Each line of the records that holds the word "ConfigError" should be copied out.

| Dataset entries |
····················

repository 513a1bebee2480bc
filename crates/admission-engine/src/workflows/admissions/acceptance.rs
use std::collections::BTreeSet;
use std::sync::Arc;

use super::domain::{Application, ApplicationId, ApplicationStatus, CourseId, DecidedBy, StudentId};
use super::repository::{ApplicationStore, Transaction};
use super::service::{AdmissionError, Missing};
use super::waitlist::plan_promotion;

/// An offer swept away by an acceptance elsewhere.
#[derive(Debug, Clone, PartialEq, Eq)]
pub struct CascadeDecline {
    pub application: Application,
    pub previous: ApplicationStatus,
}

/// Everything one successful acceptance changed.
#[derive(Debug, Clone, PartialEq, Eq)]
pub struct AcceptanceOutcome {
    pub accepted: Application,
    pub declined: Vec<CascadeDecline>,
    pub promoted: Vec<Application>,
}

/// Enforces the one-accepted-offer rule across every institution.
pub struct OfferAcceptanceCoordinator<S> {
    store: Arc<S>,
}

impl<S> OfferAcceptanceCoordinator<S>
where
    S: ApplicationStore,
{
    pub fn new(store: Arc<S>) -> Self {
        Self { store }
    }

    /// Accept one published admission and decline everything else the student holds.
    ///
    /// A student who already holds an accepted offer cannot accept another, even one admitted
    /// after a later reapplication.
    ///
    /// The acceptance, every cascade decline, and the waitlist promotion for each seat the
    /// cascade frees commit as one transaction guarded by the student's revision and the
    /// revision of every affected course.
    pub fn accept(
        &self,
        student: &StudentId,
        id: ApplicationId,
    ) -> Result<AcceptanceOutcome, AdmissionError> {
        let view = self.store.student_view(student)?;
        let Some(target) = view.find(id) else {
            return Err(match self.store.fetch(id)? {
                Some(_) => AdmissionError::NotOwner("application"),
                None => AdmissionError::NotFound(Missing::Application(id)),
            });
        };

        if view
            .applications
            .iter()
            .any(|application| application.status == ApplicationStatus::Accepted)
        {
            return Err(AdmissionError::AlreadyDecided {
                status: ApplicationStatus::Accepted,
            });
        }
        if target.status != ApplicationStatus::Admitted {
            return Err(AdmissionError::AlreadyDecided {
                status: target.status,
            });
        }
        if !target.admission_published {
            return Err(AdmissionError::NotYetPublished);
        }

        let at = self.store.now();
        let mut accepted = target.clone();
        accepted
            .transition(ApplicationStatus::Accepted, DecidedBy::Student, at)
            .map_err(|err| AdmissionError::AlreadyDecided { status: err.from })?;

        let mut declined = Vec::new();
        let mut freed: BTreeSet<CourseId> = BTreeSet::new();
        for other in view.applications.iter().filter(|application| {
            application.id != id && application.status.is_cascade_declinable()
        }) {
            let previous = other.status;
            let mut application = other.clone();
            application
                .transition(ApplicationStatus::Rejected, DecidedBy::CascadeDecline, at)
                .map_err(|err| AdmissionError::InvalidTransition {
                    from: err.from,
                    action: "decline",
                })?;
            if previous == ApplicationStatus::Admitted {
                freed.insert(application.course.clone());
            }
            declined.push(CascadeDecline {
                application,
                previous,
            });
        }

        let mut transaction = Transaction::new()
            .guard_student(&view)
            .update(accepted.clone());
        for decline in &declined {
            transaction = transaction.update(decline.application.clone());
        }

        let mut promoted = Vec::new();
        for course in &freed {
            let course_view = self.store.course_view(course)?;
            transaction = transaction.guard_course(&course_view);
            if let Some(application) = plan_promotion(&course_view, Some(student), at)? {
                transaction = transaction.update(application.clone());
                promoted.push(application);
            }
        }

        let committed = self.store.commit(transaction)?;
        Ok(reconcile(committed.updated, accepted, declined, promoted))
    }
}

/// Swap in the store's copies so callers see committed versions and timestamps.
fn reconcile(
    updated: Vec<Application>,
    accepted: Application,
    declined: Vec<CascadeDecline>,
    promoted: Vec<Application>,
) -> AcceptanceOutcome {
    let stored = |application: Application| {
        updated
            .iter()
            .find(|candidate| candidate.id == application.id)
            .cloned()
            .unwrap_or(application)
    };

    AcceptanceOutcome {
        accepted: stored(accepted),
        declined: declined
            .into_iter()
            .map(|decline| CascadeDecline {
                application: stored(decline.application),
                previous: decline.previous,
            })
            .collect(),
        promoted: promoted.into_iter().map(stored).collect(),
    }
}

····················

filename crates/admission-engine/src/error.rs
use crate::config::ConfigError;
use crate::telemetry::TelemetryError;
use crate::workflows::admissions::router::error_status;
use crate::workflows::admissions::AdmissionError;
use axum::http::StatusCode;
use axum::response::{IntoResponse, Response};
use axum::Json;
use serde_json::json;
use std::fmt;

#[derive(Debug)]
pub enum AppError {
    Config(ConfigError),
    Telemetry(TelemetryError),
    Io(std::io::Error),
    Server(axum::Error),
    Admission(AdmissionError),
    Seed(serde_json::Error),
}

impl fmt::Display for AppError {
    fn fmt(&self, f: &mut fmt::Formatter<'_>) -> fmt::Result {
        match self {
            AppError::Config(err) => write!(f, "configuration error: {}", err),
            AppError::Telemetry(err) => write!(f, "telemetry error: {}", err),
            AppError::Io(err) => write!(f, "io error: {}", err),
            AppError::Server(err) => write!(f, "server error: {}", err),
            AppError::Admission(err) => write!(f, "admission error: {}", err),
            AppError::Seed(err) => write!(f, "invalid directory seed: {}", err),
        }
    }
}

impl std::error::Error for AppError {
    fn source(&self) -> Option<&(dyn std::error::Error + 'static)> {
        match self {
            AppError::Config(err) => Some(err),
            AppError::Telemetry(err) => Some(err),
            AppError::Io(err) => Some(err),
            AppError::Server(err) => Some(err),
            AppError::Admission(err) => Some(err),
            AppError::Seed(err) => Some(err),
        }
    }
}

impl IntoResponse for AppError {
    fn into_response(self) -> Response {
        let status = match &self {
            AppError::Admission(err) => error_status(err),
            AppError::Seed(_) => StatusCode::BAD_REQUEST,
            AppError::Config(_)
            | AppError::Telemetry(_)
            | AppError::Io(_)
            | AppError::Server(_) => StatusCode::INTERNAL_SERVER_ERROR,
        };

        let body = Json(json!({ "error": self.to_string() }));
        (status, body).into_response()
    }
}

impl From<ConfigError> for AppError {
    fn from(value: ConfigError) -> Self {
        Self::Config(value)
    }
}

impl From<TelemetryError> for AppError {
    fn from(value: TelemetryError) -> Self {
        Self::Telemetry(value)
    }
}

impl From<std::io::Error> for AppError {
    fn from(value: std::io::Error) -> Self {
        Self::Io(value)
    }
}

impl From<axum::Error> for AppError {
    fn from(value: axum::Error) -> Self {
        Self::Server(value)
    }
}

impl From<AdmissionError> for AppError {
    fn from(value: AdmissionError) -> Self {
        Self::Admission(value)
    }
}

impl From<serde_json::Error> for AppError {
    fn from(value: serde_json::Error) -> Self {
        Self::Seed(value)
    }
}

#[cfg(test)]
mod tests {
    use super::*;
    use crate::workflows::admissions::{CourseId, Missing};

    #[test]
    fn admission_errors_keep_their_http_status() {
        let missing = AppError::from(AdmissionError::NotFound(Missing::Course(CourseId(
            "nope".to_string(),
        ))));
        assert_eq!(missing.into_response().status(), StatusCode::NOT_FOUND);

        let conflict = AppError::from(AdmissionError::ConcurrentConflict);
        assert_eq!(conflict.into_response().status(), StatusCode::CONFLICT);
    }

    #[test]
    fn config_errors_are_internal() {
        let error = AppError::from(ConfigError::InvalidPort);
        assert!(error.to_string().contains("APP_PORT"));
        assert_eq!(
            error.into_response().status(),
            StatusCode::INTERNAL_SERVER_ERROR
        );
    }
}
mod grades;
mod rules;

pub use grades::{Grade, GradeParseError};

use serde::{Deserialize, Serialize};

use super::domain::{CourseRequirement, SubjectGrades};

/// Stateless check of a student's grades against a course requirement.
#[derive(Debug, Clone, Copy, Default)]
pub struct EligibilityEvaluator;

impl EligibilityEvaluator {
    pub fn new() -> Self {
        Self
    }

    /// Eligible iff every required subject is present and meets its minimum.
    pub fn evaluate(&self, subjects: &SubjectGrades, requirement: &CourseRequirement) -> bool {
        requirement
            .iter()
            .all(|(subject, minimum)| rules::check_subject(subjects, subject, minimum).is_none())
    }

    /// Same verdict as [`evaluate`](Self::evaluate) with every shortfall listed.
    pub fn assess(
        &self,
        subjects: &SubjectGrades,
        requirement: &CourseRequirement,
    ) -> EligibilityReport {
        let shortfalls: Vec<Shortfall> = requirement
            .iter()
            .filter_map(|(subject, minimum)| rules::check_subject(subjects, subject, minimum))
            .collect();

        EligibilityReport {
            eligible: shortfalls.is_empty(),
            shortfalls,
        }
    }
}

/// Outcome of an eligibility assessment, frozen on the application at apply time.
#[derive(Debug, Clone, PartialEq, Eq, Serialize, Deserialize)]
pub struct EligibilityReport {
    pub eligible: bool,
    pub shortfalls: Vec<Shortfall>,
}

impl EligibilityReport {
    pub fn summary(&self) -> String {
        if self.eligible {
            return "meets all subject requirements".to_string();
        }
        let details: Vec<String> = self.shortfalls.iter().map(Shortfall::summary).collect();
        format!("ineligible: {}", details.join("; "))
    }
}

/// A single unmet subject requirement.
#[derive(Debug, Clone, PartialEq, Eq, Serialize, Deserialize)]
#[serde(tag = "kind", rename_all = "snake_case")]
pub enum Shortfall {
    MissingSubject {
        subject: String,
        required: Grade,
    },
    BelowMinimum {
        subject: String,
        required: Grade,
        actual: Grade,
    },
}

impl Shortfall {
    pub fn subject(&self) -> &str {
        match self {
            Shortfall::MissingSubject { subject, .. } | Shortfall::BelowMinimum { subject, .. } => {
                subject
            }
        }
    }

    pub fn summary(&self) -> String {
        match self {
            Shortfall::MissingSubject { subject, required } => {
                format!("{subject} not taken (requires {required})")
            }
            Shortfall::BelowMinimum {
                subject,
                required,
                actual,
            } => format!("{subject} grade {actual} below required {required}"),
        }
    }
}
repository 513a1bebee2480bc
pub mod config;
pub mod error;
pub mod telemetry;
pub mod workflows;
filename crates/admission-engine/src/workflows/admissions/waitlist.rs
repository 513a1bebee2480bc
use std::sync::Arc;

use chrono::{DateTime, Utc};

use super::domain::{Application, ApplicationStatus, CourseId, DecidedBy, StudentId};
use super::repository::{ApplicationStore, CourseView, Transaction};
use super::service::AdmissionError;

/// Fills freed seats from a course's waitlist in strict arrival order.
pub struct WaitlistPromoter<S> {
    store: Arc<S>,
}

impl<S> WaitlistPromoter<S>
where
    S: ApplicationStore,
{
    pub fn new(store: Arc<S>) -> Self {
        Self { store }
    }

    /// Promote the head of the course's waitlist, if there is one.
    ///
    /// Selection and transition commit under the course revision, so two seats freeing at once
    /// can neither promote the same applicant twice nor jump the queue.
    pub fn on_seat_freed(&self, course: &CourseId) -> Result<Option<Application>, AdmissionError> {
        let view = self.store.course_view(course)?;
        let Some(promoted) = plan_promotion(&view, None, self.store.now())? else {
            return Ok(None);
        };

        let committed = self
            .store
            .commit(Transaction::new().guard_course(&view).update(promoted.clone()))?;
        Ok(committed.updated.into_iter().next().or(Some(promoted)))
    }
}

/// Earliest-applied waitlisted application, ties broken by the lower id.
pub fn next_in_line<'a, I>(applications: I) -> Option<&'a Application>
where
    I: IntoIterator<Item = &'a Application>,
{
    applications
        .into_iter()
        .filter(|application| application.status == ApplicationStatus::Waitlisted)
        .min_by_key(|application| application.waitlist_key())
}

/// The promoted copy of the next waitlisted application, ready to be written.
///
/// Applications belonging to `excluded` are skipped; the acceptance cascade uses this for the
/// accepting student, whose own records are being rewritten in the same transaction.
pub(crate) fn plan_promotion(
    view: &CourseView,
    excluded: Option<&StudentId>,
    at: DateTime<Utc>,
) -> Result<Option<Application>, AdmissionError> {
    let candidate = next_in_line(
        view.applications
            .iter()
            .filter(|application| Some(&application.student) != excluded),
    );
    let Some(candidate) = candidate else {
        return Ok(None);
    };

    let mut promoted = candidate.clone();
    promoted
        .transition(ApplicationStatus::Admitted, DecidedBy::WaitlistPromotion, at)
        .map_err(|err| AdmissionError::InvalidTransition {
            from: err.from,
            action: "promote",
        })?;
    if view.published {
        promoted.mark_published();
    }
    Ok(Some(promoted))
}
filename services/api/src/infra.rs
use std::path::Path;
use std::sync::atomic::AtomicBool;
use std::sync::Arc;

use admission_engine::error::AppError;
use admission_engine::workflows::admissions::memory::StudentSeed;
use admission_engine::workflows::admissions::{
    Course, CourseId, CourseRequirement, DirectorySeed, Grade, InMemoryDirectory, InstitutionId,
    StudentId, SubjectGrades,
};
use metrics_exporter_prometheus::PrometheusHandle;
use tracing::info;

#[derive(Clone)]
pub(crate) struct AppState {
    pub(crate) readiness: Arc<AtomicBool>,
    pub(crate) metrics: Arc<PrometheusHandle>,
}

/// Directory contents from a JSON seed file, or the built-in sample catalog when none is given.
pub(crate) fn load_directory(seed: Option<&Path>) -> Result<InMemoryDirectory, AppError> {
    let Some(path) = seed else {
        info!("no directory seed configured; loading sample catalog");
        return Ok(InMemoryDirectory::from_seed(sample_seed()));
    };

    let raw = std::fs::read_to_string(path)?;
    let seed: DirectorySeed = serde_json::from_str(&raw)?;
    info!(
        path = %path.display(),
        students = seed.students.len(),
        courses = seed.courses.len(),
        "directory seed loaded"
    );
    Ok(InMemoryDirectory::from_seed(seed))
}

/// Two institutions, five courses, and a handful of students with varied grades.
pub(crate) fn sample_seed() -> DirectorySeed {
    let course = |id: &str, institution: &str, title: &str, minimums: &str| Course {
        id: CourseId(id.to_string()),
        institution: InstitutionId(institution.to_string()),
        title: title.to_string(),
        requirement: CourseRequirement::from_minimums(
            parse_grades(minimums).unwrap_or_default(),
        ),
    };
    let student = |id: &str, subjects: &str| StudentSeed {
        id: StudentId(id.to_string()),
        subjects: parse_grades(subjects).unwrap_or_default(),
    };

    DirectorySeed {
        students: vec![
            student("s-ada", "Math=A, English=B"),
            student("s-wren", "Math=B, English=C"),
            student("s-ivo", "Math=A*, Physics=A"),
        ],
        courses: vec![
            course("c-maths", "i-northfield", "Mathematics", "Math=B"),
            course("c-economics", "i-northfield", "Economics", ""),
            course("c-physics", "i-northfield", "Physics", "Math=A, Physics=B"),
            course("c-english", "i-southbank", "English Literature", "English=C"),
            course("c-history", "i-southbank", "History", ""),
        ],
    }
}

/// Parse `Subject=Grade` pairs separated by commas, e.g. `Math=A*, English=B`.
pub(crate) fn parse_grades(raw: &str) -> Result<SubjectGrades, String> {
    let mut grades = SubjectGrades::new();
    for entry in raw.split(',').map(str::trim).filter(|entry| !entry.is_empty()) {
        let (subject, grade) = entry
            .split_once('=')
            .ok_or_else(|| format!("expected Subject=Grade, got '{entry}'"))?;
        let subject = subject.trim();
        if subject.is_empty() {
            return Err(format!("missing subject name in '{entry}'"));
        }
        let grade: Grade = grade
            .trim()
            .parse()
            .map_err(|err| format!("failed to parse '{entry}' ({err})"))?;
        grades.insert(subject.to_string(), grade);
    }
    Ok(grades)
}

····················

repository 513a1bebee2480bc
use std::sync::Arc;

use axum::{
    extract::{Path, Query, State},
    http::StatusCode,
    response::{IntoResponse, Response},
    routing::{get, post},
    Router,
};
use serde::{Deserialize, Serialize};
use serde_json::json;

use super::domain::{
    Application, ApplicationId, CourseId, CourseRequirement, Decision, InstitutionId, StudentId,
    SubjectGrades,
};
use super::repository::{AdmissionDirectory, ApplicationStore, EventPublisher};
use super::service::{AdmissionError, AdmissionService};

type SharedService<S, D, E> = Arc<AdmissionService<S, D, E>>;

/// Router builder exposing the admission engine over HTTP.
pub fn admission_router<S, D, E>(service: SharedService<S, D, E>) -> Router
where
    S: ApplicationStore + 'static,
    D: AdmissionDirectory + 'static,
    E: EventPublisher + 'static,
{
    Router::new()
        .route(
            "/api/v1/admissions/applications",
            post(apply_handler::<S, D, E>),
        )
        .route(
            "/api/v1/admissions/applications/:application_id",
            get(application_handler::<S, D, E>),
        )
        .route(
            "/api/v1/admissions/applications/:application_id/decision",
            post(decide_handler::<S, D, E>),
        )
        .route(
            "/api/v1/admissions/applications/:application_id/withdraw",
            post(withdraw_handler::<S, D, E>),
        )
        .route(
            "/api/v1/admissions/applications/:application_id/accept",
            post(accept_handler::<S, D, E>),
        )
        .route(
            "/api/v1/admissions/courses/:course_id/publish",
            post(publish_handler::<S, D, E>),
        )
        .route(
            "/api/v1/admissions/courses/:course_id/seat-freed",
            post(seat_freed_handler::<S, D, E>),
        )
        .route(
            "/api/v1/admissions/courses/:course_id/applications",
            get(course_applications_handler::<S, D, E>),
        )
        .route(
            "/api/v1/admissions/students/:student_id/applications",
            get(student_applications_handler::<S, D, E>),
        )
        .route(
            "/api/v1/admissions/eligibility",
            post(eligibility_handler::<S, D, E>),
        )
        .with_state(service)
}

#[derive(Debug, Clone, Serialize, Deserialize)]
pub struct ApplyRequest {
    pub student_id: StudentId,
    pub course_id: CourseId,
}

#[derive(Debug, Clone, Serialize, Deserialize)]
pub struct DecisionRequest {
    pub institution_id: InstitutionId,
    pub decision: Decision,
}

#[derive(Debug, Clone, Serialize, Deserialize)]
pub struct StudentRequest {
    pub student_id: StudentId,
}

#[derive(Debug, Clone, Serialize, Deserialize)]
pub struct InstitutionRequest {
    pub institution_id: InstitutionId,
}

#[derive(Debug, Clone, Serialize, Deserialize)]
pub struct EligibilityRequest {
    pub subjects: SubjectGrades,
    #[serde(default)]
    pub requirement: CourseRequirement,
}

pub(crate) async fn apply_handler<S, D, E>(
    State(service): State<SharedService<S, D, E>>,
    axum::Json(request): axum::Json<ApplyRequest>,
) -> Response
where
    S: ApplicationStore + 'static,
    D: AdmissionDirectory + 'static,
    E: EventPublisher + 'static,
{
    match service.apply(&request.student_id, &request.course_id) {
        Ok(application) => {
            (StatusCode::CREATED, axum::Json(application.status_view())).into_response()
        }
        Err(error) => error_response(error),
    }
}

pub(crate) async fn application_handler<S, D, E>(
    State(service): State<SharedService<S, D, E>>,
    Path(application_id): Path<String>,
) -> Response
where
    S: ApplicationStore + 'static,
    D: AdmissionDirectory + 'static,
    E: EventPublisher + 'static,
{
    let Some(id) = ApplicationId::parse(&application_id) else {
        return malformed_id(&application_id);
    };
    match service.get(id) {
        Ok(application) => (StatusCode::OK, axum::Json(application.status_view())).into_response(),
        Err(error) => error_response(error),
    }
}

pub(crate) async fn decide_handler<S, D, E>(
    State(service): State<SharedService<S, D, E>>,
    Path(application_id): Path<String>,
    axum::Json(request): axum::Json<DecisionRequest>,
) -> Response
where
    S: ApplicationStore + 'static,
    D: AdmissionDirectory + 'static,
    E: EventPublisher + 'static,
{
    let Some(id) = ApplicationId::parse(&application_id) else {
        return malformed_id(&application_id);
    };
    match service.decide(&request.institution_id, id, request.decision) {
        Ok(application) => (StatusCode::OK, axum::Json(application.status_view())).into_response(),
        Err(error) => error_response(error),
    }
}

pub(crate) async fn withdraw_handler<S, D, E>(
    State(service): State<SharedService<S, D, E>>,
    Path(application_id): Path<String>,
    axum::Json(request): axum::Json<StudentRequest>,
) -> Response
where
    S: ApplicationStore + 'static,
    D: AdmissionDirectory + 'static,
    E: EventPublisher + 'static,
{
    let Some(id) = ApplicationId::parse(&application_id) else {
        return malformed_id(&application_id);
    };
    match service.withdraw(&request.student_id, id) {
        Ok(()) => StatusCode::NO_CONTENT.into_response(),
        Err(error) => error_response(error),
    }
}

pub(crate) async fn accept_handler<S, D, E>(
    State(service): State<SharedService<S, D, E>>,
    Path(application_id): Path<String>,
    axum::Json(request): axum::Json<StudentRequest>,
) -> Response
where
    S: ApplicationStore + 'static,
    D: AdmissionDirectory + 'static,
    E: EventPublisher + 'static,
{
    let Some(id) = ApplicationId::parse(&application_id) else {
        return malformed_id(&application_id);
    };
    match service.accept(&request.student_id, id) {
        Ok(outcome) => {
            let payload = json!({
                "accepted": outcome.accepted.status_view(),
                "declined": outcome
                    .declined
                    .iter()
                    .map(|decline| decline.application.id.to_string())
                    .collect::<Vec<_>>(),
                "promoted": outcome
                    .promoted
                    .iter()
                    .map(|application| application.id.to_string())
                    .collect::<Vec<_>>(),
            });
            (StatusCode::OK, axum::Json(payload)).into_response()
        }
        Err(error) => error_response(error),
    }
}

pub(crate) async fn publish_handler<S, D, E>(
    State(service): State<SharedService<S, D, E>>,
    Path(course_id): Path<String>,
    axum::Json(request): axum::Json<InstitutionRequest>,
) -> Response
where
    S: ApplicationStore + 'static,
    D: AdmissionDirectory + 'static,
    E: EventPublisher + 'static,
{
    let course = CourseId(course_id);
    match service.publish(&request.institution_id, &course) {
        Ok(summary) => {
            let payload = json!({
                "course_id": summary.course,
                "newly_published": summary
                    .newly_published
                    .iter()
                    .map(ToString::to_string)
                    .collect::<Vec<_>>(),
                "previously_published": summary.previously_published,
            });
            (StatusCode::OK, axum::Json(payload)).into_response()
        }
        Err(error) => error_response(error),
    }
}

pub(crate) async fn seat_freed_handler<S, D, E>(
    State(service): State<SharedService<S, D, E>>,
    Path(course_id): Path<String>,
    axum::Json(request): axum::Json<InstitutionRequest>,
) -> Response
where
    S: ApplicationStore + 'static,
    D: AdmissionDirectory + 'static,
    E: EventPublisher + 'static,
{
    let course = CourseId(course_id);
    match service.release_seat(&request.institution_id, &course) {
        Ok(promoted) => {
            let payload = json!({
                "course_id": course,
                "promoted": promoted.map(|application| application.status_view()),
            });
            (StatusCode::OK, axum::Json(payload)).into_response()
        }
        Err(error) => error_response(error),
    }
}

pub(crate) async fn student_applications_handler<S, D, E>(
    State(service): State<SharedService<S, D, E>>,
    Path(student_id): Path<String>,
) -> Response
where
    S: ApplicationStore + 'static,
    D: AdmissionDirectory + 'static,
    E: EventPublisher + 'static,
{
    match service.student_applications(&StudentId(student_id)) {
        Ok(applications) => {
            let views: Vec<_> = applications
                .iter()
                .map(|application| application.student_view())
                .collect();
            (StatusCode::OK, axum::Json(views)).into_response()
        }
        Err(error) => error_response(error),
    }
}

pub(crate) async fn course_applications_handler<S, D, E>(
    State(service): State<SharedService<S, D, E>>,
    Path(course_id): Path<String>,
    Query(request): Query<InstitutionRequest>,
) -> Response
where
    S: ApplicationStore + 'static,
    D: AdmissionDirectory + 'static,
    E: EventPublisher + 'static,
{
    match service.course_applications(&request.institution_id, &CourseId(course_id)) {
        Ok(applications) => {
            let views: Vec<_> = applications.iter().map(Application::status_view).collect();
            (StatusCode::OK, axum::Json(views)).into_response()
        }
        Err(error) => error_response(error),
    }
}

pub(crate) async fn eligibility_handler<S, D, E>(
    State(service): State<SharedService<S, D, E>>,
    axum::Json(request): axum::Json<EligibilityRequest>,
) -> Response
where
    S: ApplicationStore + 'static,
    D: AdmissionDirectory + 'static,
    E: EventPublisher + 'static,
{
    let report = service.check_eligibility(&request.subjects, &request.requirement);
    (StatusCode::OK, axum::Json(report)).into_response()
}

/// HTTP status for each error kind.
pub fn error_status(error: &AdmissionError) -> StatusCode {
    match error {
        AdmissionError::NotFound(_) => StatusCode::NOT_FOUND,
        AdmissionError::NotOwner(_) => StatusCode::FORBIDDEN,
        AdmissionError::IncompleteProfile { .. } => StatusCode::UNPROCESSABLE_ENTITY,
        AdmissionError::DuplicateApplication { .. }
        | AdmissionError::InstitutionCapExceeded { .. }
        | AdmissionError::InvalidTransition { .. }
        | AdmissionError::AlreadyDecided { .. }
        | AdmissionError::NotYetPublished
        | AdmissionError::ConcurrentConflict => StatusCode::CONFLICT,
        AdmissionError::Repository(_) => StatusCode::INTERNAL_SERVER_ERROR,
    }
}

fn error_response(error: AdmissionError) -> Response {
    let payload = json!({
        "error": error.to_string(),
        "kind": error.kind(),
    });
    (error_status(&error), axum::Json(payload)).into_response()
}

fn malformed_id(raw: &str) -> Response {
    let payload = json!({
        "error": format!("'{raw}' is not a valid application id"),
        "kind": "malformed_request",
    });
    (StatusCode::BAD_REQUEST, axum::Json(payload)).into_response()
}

····················

| Answer section |
use crate::config::ConfigError;
    Config(ConfigError),
impl From<ConfigError> for AppError {
    fn from(value: ConfigError) -> Self {
        let error = AppError::from(ConfigError::InvalidPort);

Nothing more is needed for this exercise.